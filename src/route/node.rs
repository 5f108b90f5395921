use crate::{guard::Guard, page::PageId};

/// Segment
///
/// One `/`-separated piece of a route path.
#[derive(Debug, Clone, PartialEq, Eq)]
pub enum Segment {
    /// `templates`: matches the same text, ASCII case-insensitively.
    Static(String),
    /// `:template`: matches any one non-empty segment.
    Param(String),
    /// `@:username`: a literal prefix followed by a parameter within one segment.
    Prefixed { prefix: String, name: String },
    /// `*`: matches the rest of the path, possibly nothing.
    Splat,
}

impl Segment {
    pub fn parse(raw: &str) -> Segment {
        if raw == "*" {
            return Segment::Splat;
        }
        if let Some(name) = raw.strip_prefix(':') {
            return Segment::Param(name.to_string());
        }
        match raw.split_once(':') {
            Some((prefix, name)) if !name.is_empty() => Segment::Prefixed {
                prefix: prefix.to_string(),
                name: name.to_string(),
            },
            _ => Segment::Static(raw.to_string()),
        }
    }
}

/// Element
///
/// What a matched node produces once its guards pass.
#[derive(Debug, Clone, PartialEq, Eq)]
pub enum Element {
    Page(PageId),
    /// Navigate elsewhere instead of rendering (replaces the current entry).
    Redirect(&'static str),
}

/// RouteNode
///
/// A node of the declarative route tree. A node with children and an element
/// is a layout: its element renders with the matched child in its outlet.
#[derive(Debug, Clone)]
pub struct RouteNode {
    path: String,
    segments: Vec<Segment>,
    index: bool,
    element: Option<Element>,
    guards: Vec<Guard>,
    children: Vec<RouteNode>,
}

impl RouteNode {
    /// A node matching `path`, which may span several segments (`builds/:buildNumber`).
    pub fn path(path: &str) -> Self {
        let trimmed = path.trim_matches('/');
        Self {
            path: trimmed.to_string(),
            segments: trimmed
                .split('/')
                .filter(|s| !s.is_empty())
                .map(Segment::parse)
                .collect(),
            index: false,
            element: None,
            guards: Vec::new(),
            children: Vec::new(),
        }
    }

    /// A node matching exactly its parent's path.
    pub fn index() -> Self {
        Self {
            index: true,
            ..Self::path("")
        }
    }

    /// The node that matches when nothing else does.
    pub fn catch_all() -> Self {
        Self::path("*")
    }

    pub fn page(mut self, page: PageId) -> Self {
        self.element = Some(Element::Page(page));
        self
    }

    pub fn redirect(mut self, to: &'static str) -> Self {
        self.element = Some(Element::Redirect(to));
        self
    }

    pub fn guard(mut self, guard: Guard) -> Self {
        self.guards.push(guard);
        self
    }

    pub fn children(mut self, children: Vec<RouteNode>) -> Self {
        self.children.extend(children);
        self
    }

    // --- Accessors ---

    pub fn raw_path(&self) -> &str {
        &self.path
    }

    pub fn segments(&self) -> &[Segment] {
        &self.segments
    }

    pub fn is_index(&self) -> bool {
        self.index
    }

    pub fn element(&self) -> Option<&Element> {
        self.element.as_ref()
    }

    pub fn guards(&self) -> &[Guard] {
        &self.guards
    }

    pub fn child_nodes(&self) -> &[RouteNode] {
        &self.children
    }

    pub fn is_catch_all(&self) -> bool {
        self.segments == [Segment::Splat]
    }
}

※ ※ ※

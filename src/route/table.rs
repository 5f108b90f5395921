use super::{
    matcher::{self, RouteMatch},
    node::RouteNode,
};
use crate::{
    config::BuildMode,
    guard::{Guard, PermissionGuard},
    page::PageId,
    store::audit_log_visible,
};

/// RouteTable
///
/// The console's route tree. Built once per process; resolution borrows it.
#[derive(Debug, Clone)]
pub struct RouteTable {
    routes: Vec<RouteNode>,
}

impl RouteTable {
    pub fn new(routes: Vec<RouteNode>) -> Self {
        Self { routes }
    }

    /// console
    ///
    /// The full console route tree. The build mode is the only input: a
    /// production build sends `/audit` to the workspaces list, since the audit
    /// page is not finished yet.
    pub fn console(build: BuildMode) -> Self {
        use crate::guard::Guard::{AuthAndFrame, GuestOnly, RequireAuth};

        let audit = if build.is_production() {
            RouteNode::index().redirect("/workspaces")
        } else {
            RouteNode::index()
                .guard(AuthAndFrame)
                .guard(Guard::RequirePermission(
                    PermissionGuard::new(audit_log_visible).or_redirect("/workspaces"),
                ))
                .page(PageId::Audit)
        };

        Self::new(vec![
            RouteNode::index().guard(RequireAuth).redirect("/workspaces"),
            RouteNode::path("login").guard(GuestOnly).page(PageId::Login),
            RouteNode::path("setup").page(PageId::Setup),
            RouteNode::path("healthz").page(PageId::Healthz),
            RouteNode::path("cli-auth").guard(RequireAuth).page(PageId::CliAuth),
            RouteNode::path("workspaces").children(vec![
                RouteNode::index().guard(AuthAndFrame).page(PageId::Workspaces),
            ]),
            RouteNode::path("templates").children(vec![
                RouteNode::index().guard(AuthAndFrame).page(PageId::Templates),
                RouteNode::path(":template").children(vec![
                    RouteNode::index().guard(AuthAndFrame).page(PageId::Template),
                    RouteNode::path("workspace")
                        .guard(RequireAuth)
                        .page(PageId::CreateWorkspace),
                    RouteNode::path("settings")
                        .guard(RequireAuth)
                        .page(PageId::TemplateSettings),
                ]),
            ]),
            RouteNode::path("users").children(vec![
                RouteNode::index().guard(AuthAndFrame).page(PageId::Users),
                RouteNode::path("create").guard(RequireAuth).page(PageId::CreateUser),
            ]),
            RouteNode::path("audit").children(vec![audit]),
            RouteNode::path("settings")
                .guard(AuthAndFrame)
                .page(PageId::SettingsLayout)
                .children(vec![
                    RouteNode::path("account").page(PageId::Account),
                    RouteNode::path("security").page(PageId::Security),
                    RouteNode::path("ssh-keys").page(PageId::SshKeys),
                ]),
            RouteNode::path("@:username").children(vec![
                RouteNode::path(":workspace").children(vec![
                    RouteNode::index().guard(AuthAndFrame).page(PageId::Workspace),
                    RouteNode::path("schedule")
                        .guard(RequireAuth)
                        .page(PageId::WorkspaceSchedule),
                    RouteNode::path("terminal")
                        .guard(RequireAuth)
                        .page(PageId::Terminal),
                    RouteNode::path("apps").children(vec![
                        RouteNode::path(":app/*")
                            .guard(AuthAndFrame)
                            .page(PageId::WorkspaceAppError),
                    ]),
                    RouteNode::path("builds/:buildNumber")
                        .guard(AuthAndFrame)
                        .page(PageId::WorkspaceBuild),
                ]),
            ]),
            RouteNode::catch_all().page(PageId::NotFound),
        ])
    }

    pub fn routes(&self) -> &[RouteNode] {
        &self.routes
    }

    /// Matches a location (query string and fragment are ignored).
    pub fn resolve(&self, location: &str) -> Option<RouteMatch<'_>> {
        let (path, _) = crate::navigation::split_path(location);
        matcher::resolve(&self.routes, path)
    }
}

※ ※ ※

Show me each line of the listing above with "crate" in it.

Output of the exercise »
use crate::{guard::Guard, page::PageId};
use crate::{
        use crate::guard::Guard::{AuthAndFrame, GuestOnly, RequireAuth};
        let (path, _) = crate::navigation::split_path(location);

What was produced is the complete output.